Dependent product functor
Functor
context | ${\bf C}$ … Cartesian closed category with all limits |
let | $\prod_f$ … right adjoint to the pullback functor $f^*$, where $f$ is an arrow in ${\bf C}$ |
context | $!_X:X\to *$ … terminal morphisms for $X\in{\bf C}$ |
definition | $\prod_X p := {\mathrm{dom}}\prod_{!_X} p$ |
todo: fmap of $\prod_X$
Here $f^*$ is the pullback functor from ${\bf C}/Y$ to ${\bf C}/X$.
Elaboration
We use $Y=*$ and so $\prod_{!_X} p$ is an object in ${{\bf C}/*}$ and then $\prod_X p$ is an object in ${\bf C}$. Note that the slice category ${{\bf C}/*}$ is equivalent to ${\bf C}$, by identifying terminal morphisms $!_B:B\to{*}$ with their domains $B$. We force this identification on the objects via the map ${\mathrm{dom}}$.
Discussion
Let $p:E\to X$ define a fibration.
$$ \require{AMScd} \begin{CD} E \\ @V{p}VV \\ X \end{CD} $$
We want to characterize the space of sections $\prod_X p$. In terms of sets or any type theory, sections are like functions $s$ that fulfill $p\circ s=1_X$, except the fibres over points in $X$ may vary. For sets, the condition is $s(x)\in p^{-1}(x)$.

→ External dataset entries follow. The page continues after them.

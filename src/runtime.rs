//! Environment capability seams
//!
//! The coordinator never touches a browser global directly; navigation and the
//! session-scoped key-value store are injected behind these traits so the core
//! runs identically under a real embedding and under tests. The in-memory
//! implementations are the headless defaults.

use std::collections::HashMap;
use std::sync::Mutex;
use url::Url;

/// Session-scoped key-value store surviving a full page navigation
///
/// Redirect-mode flows persist their [`crate::models::PendingFlowState`] here;
/// flows also cache access tokens under `authflow.tokens.{platform}` so the
/// token-purge recovery strategy has something to purge.
pub trait StateStore: Send + Sync {
    fn get(&self, key: &str) -> Option<String>;
    fn set(&self, key: &str, value: &str);
    /// Remove and return the previous value, if any
    fn remove(&self, key: &str) -> Option<String>;
}

/// Storage key for a provider's cached access token
#[must_use]
pub fn token_cache_key(platform: crate::models::Platform) -> String {
    format!("authflow.tokens.{platform}")
}

/// In-memory [`StateStore`]
#[derive(Debug, Default)]
pub struct MemoryStateStore {
    entries: Mutex<HashMap<String, String>>,
}

impl MemoryStateStore {
    #[must_use]
    pub fn new() -> Self {
        Self::default()
    }
}

impl StateStore for MemoryStateStore {
    fn get(&self, key: &str) -> Option<String> {
        self.entries.lock().expect("state store poisoned").get(key).cloned()
    }

    fn set(&self, key: &str, value: &str) {
        self.entries
            .lock()
            .expect("state store poisoned")
            .insert(key.to_string(), value.to_string());
    }

    fn remove(&self, key: &str) -> Option<String> {
        self.entries.lock().expect("state store poisoned").remove(key)
    }
}

/// Page-navigation primitive used only by redirect-mode flows
pub trait Navigator: Send + Sync {
    /// Current page URL, including any callback query parameters
    fn current_url(&self) -> Url;
    /// Navigate the whole page away (discards the calling context)
    fn assign(&self, url: Url);
    /// Replace the current history entry without navigating; used to strip
    /// sensitive callback parameters from the visible URL
    fn replace(&self, url: Url);
}

/// In-memory [`Navigator`] tracking assignments instead of navigating
#[derive(Debug)]
pub struct MemoryNavigator {
    current: Mutex<Url>,
    assigned: Mutex<Vec<Url>>,
}

impl MemoryNavigator {
    /// # Panics
    ///
    /// Panics if `initial` is not a valid URL.
    #[must_use]
    pub fn new(initial: &str) -> Self {
        Self {
            current: Mutex::new(Url::parse(initial).expect("invalid initial URL")),
            assigned: Mutex::new(Vec::new()),
        }
    }

    /// Point the navigator at a new current URL, as a real navigation or a
    /// provider redirect would
    ///
    /// # Panics
    ///
    /// Panics if `url` is not a valid URL.
    pub fn set_current(&self, url: &str) {
        *self.current.lock().expect("navigator poisoned") = Url::parse(url).expect("invalid URL");
    }

    /// Most recent full-page navigation target, if any
    #[must_use]
    pub fn last_assigned(&self) -> Option<Url> {
        self.assigned.lock().expect("navigator poisoned").last().cloned()
    }
}

impl Default for MemoryNavigator {
    fn default() -> Self {
        Self::new("https://app.example.com/")
    }
}

impl Navigator for MemoryNavigator {
    fn current_url(&self) -> Url {
        self.current.lock().expect("navigator poisoned").clone()
    }

    fn assign(&self, url: Url) {
        let mut assigned = self.assigned.lock().expect("navigator poisoned");
        assigned.push(url.clone());
        *self.current.lock().expect("navigator poisoned") = url;
    }

    fn replace(&self, url: Url) {
        *self.current.lock().expect("navigator poisoned") = url;
    }
}
//! Kakao HTTP surface
//!
//! Authorize-popup handling lives behind
//! [`crate::providers::CredentialPopupSdk`]; these are the token and user API
//! clients for the redirect fallback and profile fetch.

use crate::error::{AuthError, ErrorKind};
use crate::models::Platform;
use crate::providers::traits::{ExchangedTokens, ProfileApi, ProviderProfile, TokenExchangeApi};
use async_trait::async_trait;

pub const AUTHORIZE_ENDPOINT: &str = "https://kauth.kakao.com/oauth/authorize";
const TOKEN_ENDPOINT: &str = "https://kauth.kakao.com/oauth/token";
const USER_ME_ENDPOINT: &str = "https://kapi.kakao.com/v2/user/me";
const LOGOUT_ENDPOINT: &str = "https://kapi.kakao.com/v1/user/logout";

/// User API client for Kakao
#[derive(Debug, Clone, Default)]
pub struct KakaoApiClient {
    client: reqwest::Client,
}

impl KakaoApiClient {
    #[must_use]
    pub fn new() -> Self {
        Self::default()
    }

    /// Invalidate the user's Kakao session
    ///
    /// # Errors
    ///
    /// Returns `NETWORK_ERROR`/`API_ERROR` on transport or non-2xx failures.
    pub async fn logout(&self, access_token: &str) -> Result<(), AuthError> {
        let response = self
            .client
            .post(LOGOUT_ENDPOINT)
            .bearer_auth(access_token)
            .send()
            .await
            .map_err(|e| AuthError::from_http(Platform::Kakao, &e))?;

        if !response.status().is_success() {
            return Err(AuthError::new(
                ErrorKind::ApiError,
                Platform::Kakao,
                format!("logout failed with status {}", response.status()),
            ));
        }
        Ok(())
    }
}

#[async_trait]
impl ProfileApi for KakaoApiClient {
    async fn fetch_profile(&self, access_token: &str) -> Result<ProviderProfile, AuthError> {
        let response = self
            .client
            .get(USER_ME_ENDPOINT)
            .bearer_auth(access_token)
            .send()
            .await
            .map_err(|e| AuthError::from_http(Platform::Kakao, &e))?;

        if !response.status().is_success() {
            return Err(AuthError::new(
                ErrorKind::ApiError,
                Platform::Kakao,
                format!("user/me request failed with status {}", response.status()),
            ));
        }

        let body: serde_json::Value = response
            .json()
            .await
            .map_err(|e| AuthError::from_http(Platform::Kakao, &e))?;

        let id = body.get("id").and_then(serde_json::Value::as_i64).ok_or_else(|| {
            AuthError::new(
                ErrorKind::ApiError,
                Platform::Kakao,
                "user/me payload missing id",
            )
        })?;

        let account = body.get("kakao_account");
        let profile = account.and_then(|a| a.get("profile"));

        Ok(ProviderProfile {
            id: id.to_string(),
            email: account
                .and_then(|a| a.get("email"))
                .and_then(serde_json::Value::as_str)
                .map(String::from),
            name: profile
                .and_then(|p| p.get("nickname"))
                .and_then(serde_json::Value::as_str)
                .map(String::from),
            picture: profile
                .and_then(|p| p.get("profile_image_url"))
                .and_then(serde_json::Value::as_str)
                .map(String::from),
        })
    }
}

/// Authorization-code exchange client for the Kakao redirect fallback
#[derive(Debug, Clone)]
pub struct KakaoTokenClient {
    client: reqwest::Client,
    api: KakaoApiClient,
    client_id: String,
    client_secret: Option<String>,
}

impl KakaoTokenClient {
    #[must_use]
    pub fn new(client_id: String, client_secret: Option<String>) -> Self {
        Self {
            client: reqwest::Client::new(),
            api: KakaoApiClient::new(),
            client_id,
            client_secret,
        }
    }
}

#[async_trait]
impl TokenExchangeApi for KakaoTokenClient {
    async fn exchange_code(
        &self,
        code: &str,
        redirect_uri: &str,
    ) -> Result<ExchangedTokens, AuthError> {
        let mut form = vec![
            ("grant_type", "authorization_code"),
            ("client_id", self.client_id.as_str()),
            ("redirect_uri", redirect_uri),
            ("code", code),
        ];
        if let Some(secret) = &self.client_secret {
            form.push(("client_secret", secret.as_str()));
        }

        let response = self
            .client
            .post(TOKEN_ENDPOINT)
            .form(&form)
            .send()
            .await
            .map_err(|e| AuthError::from_http(Platform::Kakao, &e))?;

        if !response.status().is_success() {
            return Err(AuthError::new(
                ErrorKind::InvalidToken,
                Platform::Kakao,
                format!("code exchange failed with status {}", response.status()),
            ));
        }

        let body: serde_json::Value = response
            .json()
            .await
            .map_err(|e| AuthError::from_http(Platform::Kakao, &e))?;

        let access_token = body
            .get("access_token")
            .and_then(serde_json::Value::as_str)
            .ok_or_else(|| {
                AuthError::new(
                    ErrorKind::InvalidToken,
                    Platform::Kakao,
                    "token response missing access_token",
                )
            })?;

        Ok(ExchangedTokens {
            access_token: access_token.to_string(),
            refresh_token: body
                .get("refresh_token")
                .and_then(serde_json::Value::as_str)
                .map(String::from),
            id_token: body
                .get("id_token")
                .and_then(serde_json::Value::as_str)
                .map(String::from),
            expires_in: body.get("expires_in").and_then(serde_json::Value::as_u64),
        })
    }

    async fn fetch_profile(&self, access_token: &str) -> Result<ProviderProfile, AuthError> {
        self.api.fetch_profile(access_token).await
    }

    async fn revoke(&self, access_token: &str) -> Result<(), AuthError> {
        self.api.logout(access_token).await
    }
}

Explanation starting from the exp-hom adjunction
A function space $Y^X$ can be characterized by the isomorphism $(A\to Y^X)\cong((A\times X)\to Y)$. Let us moreover identify $(A\times X)\to Y$ with the space of function from that $(A\times X)\to (Y\times X)$ with the additional requirement that the second component is mapped to itself, i.e. according to the scheme $\theta'(\langle a,x\rangle):=\langle \theta(a),x\rangle$.

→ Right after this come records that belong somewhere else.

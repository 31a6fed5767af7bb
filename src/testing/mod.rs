//! Unified testing utilities
//!
//! Scriptable SDK doubles and pre-built fixtures for exercising flows and the
//! coordinator without a browser or network. Gated behind the `testing`
//! feature so nothing here ships in a normal build.
//!
//! - [`fixtures`] - Pre-built test data (settings, profiles, widget payloads)
//! - [`mock`] - Scriptable implementations of the SDK and API traits

pub mod fixtures;
pub mod mock;
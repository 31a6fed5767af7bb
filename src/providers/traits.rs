//! SDK capability traits
//!
//! The flows depend only on these interfaces, never on an ambient SDK
//! namespace. Completion is modeled as a one-shot channel per request so a
//! provider callback settles exactly one flow generation, and stale
//! generations can be dropped.

use crate::error::{AuthError, SdkError};
use crate::models::Platform;
use async_trait::async_trait;
use serde::{Deserialize, Serialize};
use std::sync::Arc;
use tokio::sync::oneshot;

/// Lifecycle surface every provider SDK adapter implements
#[async_trait]
pub trait ProviderSdk: Send + Sync {
    fn platform(&self) -> Platform;

    /// Whether the SDK is loaded and initialized
    async fn is_ready(&self) -> bool;

    /// Load/initialize the SDK if it is not ready yet
    ///
    /// # Errors
    ///
    /// Returns `SDK_LOAD_FAILED` or `SDK_NOT_READY` class errors.
    async fn ensure_ready(&self) -> Result<(), AuthError>;

    /// Drop any cached SDK script and load it again
    ///
    /// # Errors
    ///
    /// Returns an error if the reload fails.
    async fn reload(&self) -> Result<(), AuthError>;

    /// Provider-local sign-out (revoke/disconnect), best effort
    ///
    /// # Errors
    ///
    /// Returns an error if the provider rejects the sign-out; callers treat
    /// this as non-fatal.
    async fn sign_out(&self) -> Result<(), AuthError>;
}

/// Liveness probe for a popup window the SDK opened
pub trait PopupProbe: Send + Sync {
    /// Whether the user closed the popup without the SDK callback firing
    fn is_closed(&self) -> bool;
}

/// Token delivered by a popup-mode SDK callback
#[derive(Debug, Clone, PartialEq, Eq)]
pub struct TokenPayload {
    pub access_token: String,
    pub expires_in: Option<u64>,
}

/// One in-flight popup credential request
///
/// The completion channel is owned by the requesting flow; dropping the
/// receiver discards a late SDK callback instead of delivering it anywhere.
pub struct PopupRequest {
    pub completion: oneshot::Receiver<Result<TokenPayload, SdkError>>,
    pub popup: Arc<dyn PopupProbe>,
}

/// Parameters for a popup token request
#[derive(Debug, Clone)]
pub struct TokenRequest {
    pub scopes: Vec<String>,
    pub nonce: String,
}

/// Token-popup style SDK (google)
#[async_trait]
pub trait PopupTokenSdk: ProviderSdk {
    /// Open the consent popup and request an access token
    ///
    /// # Errors
    ///
    /// Returns `POPUP_BLOCKED` if the popup could not be opened.
    async fn request_token(&self, request: TokenRequest) -> Result<PopupRequest, AuthError>;
}

/// In-app authorize-popup style SDK (kakao)
#[async_trait]
pub trait CredentialPopupSdk: ProviderSdk {
    /// Open the provider's authorize popup
    ///
    /// # Errors
    ///
    /// Returns `POPUP_BLOCKED` if the popup could not be opened.
    async fn authorize(&self, request: TokenRequest) -> Result<PopupRequest, AuthError>;
}

/// Signed payload delivered by the consent widget (telegram)
#[derive(Debug, Clone, Serialize, Deserialize, PartialEq, Eq)]
pub struct WidgetPayload {
    pub id: i64,
    pub first_name: Option<String>,
    pub last_name: Option<String>,
    pub username: Option<String>,
    pub photo_url: Option<String>,
    /// Unix timestamp signed into the payload; stale payloads are rejected
    pub auth_date: i64,
    /// Authenticity marker (HMAC over the other fields); absent means forged
    /// or malformed
    pub hash: Option<String>,
}

/// Parameters for mounting the consent widget
#[derive(Debug, Clone)]
pub struct WidgetRequest {
    /// One-shot global callback name, unique per flow generation
    pub callback_name: String,
    pub size: Option<String>,
}

/// One mounted widget instance
pub struct WidgetSession {
    pub completion: oneshot::Receiver<Result<WidgetPayload, SdkError>>,
    pub callback_name: String,
}

/// Consent-widget style SDK (telegram)
#[async_trait]
pub trait WidgetSdk: ProviderSdk {
    /// Render the consent surface and register the one-shot callback
    ///
    /// # Errors
    ///
    /// Returns an error if the widget could not be mounted.
    async fn mount(&self, request: WidgetRequest) -> Result<WidgetSession, AuthError>;

    /// Tear down the rendered surface and the callback registration; called on
    /// every flow exit path and must be idempotent
    async fn unmount(&self);
}

/// Provider-agnostic profile shape returned by the profile endpoints
#[derive(Debug, Clone, PartialEq, Eq)]
pub struct ProviderProfile {
    pub id: String,
    pub email: Option<String>,
    pub name: Option<String>,
    pub picture: Option<String>,
}

/// Profile-fetch REST surface reachable with an obtained token
#[async_trait]
pub trait ProfileApi: Send + Sync {
    /// # Errors
    ///
    /// Returns `NETWORK_ERROR`/`API_ERROR` for transport or non-2xx failures;
    /// a malformed payload is a failure, never a partial success.
    async fn fetch_profile(&self, access_token: &str) -> Result<ProviderProfile, AuthError>;
}

/// Tokens obtained by exchanging an authorization code
#[derive(Debug, Clone)]
pub struct ExchangedTokens {
    pub access_token: String,
    pub refresh_token: Option<String>,
    pub id_token: Option<String>,
    pub expires_in: Option<u64>,
}

/// Authorization-code exchange surface for redirect-mode providers
#[async_trait]
pub trait TokenExchangeApi: Send + Sync {
    /// # Errors
    ///
    /// Returns `NETWORK_ERROR`/`API_ERROR`/`INVALID_TOKEN` class errors.
    async fn exchange_code(
        &self,
        code: &str,
        redirect_uri: &str,
    ) -> Result<ExchangedTokens, AuthError>;

    /// # Errors
    ///
    /// Same contract as [`ProfileApi::fetch_profile`].
    async fn fetch_profile(&self, access_token: &str) -> Result<ProviderProfile, AuthError>;

    /// # Errors
    ///
    /// Returns an error if the provider rejects the revocation.
    async fn revoke(&self, access_token: &str) -> Result<(), AuthError>;
}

Again, in diagrams: Functions in $$ \require{AMScd} \begin{CD} A @>>> Y^X \end{CD} $$ are in bijection to functions in $$ \require{AMScd} \begin{CD} A\times X @>>> Y \end{CD} $$ which which in turn also correspond to functions from $(A\times X)\to(Y\times X)$ that fulfill projection-condition expressed int the following diagram $$ \require{AMScd} \begin{CD} A\times X @>>> Y\times X \\ @V{\pi_2}VV @V{\pi_2}VV \\ X @= X \end{CD} $$ Essentially, we get the section space $\prod_X p$ that we are after, if we just replace the projection $\pi_2:X\times Y\to X$ with the more general $p$. The function space we obtain need the not just be $Y^X$, but can be some more general so called section space. A section of this space must in general then not map an $x$ in $X$ to $x$ in $Y\times X$, but instead merely map it somehow into $p^{-1}(x)$.

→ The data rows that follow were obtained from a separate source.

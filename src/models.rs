//! Core data model shared by all providers
//!
//! Everything the coordinator hands to or receives from a provider flow is one
//! of these types; provider-specific payload shapes live in
//! [`crate::providers`].

use crate::error::AuthError;
use crate::runtime::StateStore;
use chrono::{DateTime, Duration, Utc};
use serde::{Deserialize, Serialize};
use std::fmt;
use std::str::FromStr;

/// Maximum age of a persisted pending flow state; a redirect callback
/// arriving later than this is rejected as a possible replay.
pub const PENDING_STATE_MAX_AGE_MINUTES: i64 = 10;

/// One external identity provider
#[derive(Debug, Clone, Copy, PartialEq, Eq, Hash, PartialOrd, Ord, Serialize, Deserialize)]
#[serde(rename_all = "lowercase")]
pub enum Platform {
    Google,
    Kakao,
    Line,
    Telegram,
}

impl Platform {
    pub const ALL: [Self; 4] = [Self::Google, Self::Kakao, Self::Line, Self::Telegram];

    #[must_use]
    pub fn as_str(self) -> &'static str {
        match self {
            Self::Google => "google",
            Self::Kakao => "kakao",
            Self::Line => "line",
            Self::Telegram => "telegram",
        }
    }
}

impl fmt::Display for Platform {
    fn fmt(&self, f: &mut fmt::Formatter<'_>) -> fmt::Result {
        f.write_str(self.as_str())
    }
}

/// Unsupported platform names are a programming error at the call site, so
/// parsing fails loudly with the offending name instead of being folded into
/// the `AuthResult` taxonomy.
#[derive(Debug, Clone, thiserror::Error)]
#[error("unsupported platform: {0}")]
pub struct UnsupportedPlatform(pub String);

impl FromStr for Platform {
    type Err = UnsupportedPlatform;

    fn from_str(s: &str) -> Result<Self, Self::Err> {
        match s.to_ascii_lowercase().as_str() {
            "google" => Ok(Self::Google),
            "kakao" => Ok(Self::Kakao),
            "line" => Ok(Self::Line),
            "telegram" => Ok(Self::Telegram),
            other => Err(UnsupportedPlatform(other.to_string())),
        }
    }
}

/// How a login flow completes
#[derive(Debug, Clone, Copy, PartialEq, Eq, Serialize, Deserialize)]
#[serde(rename_all = "lowercase")]
pub enum FlowMode {
    Popup,
    Redirect,
    Widget,
}

/// Per-call login configuration, immutable for the duration of the call
#[derive(Debug, Clone)]
pub struct LoginOptions {
    /// Prefer popup mode where the provider supports it
    pub prefer_popup: bool,
    /// Override the configured redirect URI for redirect-mode flows
    pub redirect_uri: Option<String>,
    /// Additional scopes requested on top of the provider defaults
    pub scopes: Vec<String>,
    /// LINE bot-prompt mode (`normal` or `aggressive`)
    pub bot_prompt: Option<String>,
    /// Telegram widget size hint
    pub widget_size: Option<String>,
}

impl Default for LoginOptions {
    fn default() -> Self {
        Self {
            prefer_popup: true,
            redirect_uri: None,
            scopes: Vec::new(),
            bot_prompt: None,
            widget_size: None,
        }
    }
}

/// Provider-agnostic authenticated identity
///
/// Created only on successful flow completion. Provider-specific extensions
/// (`id_token` and `authorization_code` for code flows, `numeric_id` for the
/// widget provider) stay `None` elsewhere.
#[derive(Debug, Clone, PartialEq, Eq, Serialize, Deserialize)]
pub struct AuthenticatedIdentity {
    pub platform: Platform,
    pub external_id: String,
    pub email: Option<String>,
    pub display_name: Option<String>,
    pub avatar_url: Option<String>,
    pub access_token: String,
    pub refresh_token: Option<String>,
    pub id_token: Option<String>,
    pub authorization_code: Option<String>,
    pub numeric_id: Option<i64>,
}

impl AuthenticatedIdentity {
    #[must_use]
    pub fn new(platform: Platform, external_id: impl Into<String>, access_token: impl Into<String>) -> Self {
        Self {
            platform,
            external_id: external_id.into(),
            email: None,
            display_name: None,
            avatar_url: None,
            access_token: access_token.into(),
            refresh_token: None,
            id_token: None,
            authorization_code: None,
            numeric_id: None,
        }
    }

    /// Merge partial updates into this identity, preserving unspecified fields
    pub fn merge_updates(&mut self, updates: IdentityUpdates) {
        if let Some(email) = updates.email {
            self.email = Some(email);
        }
        if let Some(display_name) = updates.display_name {
            self.display_name = Some(display_name);
        }
        if let Some(avatar_url) = updates.avatar_url {
            self.avatar_url = Some(avatar_url);
        }
        if let Some(access_token) = updates.access_token {
            self.access_token = access_token;
        }
        if let Some(refresh_token) = updates.refresh_token {
            self.refresh_token = Some(refresh_token);
        }
    }
}

/// Partial identity update, applied through
/// [`AuthenticatedIdentity::merge_updates`]
#[derive(Debug, Clone, Default)]
pub struct IdentityUpdates {
    pub email: Option<String>,
    pub display_name: Option<String>,
    pub avatar_url: Option<String>,
    pub access_token: Option<String>,
    pub refresh_token: Option<String>,
}

/// Terminal outcome of one logical login call
#[derive(Debug, Clone)]
pub enum AuthResult {
    Success { user: AuthenticatedIdentity },
    Failure { error: AuthError },
}

impl AuthResult {
    #[must_use]
    pub fn platform(&self) -> Platform {
        match self {
            Self::Success { user } => user.platform,
            Self::Failure { error } => error.platform,
        }
    }

    #[must_use]
    pub fn is_success(&self) -> bool {
        matches!(self, Self::Success { .. })
    }

    #[must_use]
    pub fn user(&self) -> Option<&AuthenticatedIdentity> {
        match self {
            Self::Success { user } => Some(user),
            Self::Failure { .. } => None,
        }
    }

    #[must_use]
    pub fn error(&self) -> Option<&AuthError> {
        match self {
            Self::Success { .. } => None,
            Self::Failure { error } => Some(error),
        }
    }
}

/// State of one in-flight login attempt
///
/// At most one may be live per provider; starting a new flow invalidates the
/// old one. Redirect-mode flows persist this through a [`StateStore`] so it
/// survives the page navigation; popup and widget flows hold it in memory.
#[derive(Debug, Clone, PartialEq, Eq, Serialize, Deserialize)]
pub struct PendingFlowState {
    /// CSRF state value echoed back by the provider
    pub state: String,
    /// Nonce bound into ID tokens for providers that issue them
    pub nonce: String,
    pub created_at: DateTime<Utc>,
    pub mode: FlowMode,
    pub redirect_uri: Option<String>,
}

impl PendingFlowState {
    #[must_use]
    pub fn new(state: String, nonce: String, mode: FlowMode, redirect_uri: Option<String>) -> Self {
        Self {
            state,
            nonce,
            created_at: Utc::now(),
            mode,
            redirect_uri,
        }
    }

    #[must_use]
    pub fn is_expired(&self) -> bool {
        Utc::now() - self.created_at > Duration::minutes(PENDING_STATE_MAX_AGE_MINUTES)
    }

    /// Storage key for a provider's pending state
    #[must_use]
    pub fn storage_key(platform: Platform) -> String {
        format!("authflow.pending.{platform}")
    }

    /// Persist through the navigation-surviving store, replacing any previous
    /// pending state for the same provider.
    ///
    /// # Errors
    ///
    /// Returns an error if serialization fails.
    pub fn persist(&self, store: &dyn StateStore, platform: Platform) -> Result<(), serde_json::Error> {
        let encoded = serde_json::to_string(self)?;
        store.set(&Self::storage_key(platform), &encoded);
        Ok(())
    }

    /// Consume the stored pending state exactly once
    ///
    /// A second call returns `None`, never stale data. Undecodable stored
    /// values are discarded and also yield `None`.
    #[must_use]
    pub fn take(store: &dyn StateStore, platform: Platform) -> Option<Self> {
        let raw = store.remove(&Self::storage_key(platform))?;
        match serde_json::from_str(&raw) {
            Ok(state) => Some(state),
            Err(err) => {
                log::warn!("discarding undecodable pending state for {platform}: {err}");
                None
            }
        }
    }
}

/// Per-provider snapshot for the UI layer
#[derive(Debug, Clone)]
pub struct ProviderStatus {
    pub platform: Platform,
    pub ready: bool,
    pub loading: bool,
    pub authenticated: bool,
    pub user: Option<AuthenticatedIdentity>,
}

#[cfg(test)]
mod tests {
    use super::*;
    use crate::runtime::MemoryStateStore;

    #[test]
    fn platform_parses_known_names_and_rejects_others() {
        assert_eq!("google".parse::<Platform>().unwrap(), Platform::Google);
        assert_eq!("LINE".parse::<Platform>().unwrap(), Platform::Line);
        let err = "facebook".parse::<Platform>().unwrap_err();
        assert!(err.to_string().contains("facebook"));
    }

    #[test]
    fn merge_updates_preserves_unspecified_fields() {
        let mut identity = AuthenticatedIdentity::new(Platform::Google, "sub-1", "tok-1");
        identity.email = Some("a@example.com".to_string());
        identity.display_name = Some("A".to_string());

        identity.merge_updates(IdentityUpdates {
            display_name: Some("B".to_string()),
            access_token: Some("tok-2".to_string()),
            ..IdentityUpdates::default()
        });

        assert_eq!(identity.email.as_deref(), Some("a@example.com"));
        assert_eq!(identity.display_name.as_deref(), Some("B"));
        assert_eq!(identity.access_token, "tok-2");
        assert_eq!(identity.external_id, "sub-1");
    }

    #[test]
    fn pending_state_round_trips_and_is_consumed_exactly_once() {
        let store = MemoryStateStore::new();
        let pending = PendingFlowState::new(
            "state-123".to_string(),
            "nonce-456".to_string(),
            FlowMode::Redirect,
            Some("https://app.example.com/callback".to_string()),
        );

        pending.persist(&store, Platform::Line).unwrap();
        let restored = PendingFlowState::take(&store, Platform::Line).unwrap();
        assert_eq!(restored, pending);

        // Consumed: a second read returns absent, not stale data.
        assert!(PendingFlowState::take(&store, Platform::Line).is_none());
    }

    #[test]
    fn pending_state_expiry_uses_created_at() {
        let mut pending = PendingFlowState::new(
            "s".to_string(),
            "n".to_string(),
            FlowMode::Redirect,
            None,
        );
        assert!(!pending.is_expired());

        pending.created_at = Utc::now() - Duration::minutes(PENDING_STATE_MAX_AGE_MINUTES + 1);
        assert!(pending.is_expired());
    }

    #[test]
    fn persisting_replaces_previous_pending_state() {
        let store = MemoryStateStore::new();
        let first = PendingFlowState::new("s1".to_string(), "n1".to_string(), FlowMode::Redirect, None);
        let second = PendingFlowState::new("s2".to_string(), "n2".to_string(), FlowMode::Redirect, None);

        first.persist(&store, Platform::Kakao).unwrap();
        second.persist(&store, Platform::Kakao).unwrap();

        let restored = PendingFlowState::take(&store, Platform::Kakao).unwrap();
        assert_eq!(restored.state, "s2");
    }
}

So for an auxiliary object $A$, consider the projection $\pi_2:(A\times X)\to X$, formally defined as the arrow obtained by pulling back $!_A:A\to*$ along $!_X:X\to*$, i.e. $\pi_2:=!_X{}^*!_A$. This definition is appearent from the commuting square defining the product:
$$ \require{AMScd} \begin{CD} A\times X @>>> A \\ @V{\pi_2}VV @V{!_A}VV \\ X @>>{!_X}> * \end{CD} $$
The slice category ${\bf{C}}/X$ is the category with objects being ${\bf{C}}$-arrows into $X$ and arrows given by commuting triangles for those. As $\pi_2:(A\times X)\to X$ and $p$ are objects in ${\bf{C}}/X$, one such triangle is
$$ \require{AMScd} \begin{CD} A\times X @>>> E \\ @V{\pi_2}VV @V{p}VV \\ X @= X \end{CD} $$
The point is that an arrow $\theta:\pi_2\to p$ in ${\bf{C}}/X$ exactly fulfills our condition by definition. A right adjoint $\prod_{!_X}$ to the pullback functor $!_X^*$ is defined as an isomorphism
$${\bf{C}}/X[!_X{}^*!_A,p]\cong{\bf{C}}/*[!_A,\prod_{!_X}p]$$
I.e. this provides an isomorphism of the above triangle to
$$ \require{AMScd} \begin{CD} A @>>> \prod_Xp \\ @V{!_A}VV @V{\prod_{!_X}p}VV \\ * @= * \end{CD} $$
The domain $\prod_Xp\in{\bf{C}}$ is usually called the dependent product.
The case $E=Y\times X$ and $p=\pi_2$ gives again $\prod_X\pi_2=Y^X$.
Reference
nLab: Dependent product
Wikipedia: Adjoint functors#Categorical logic (Here I made the left adjunction explicit in ${\bf{Set}}$.)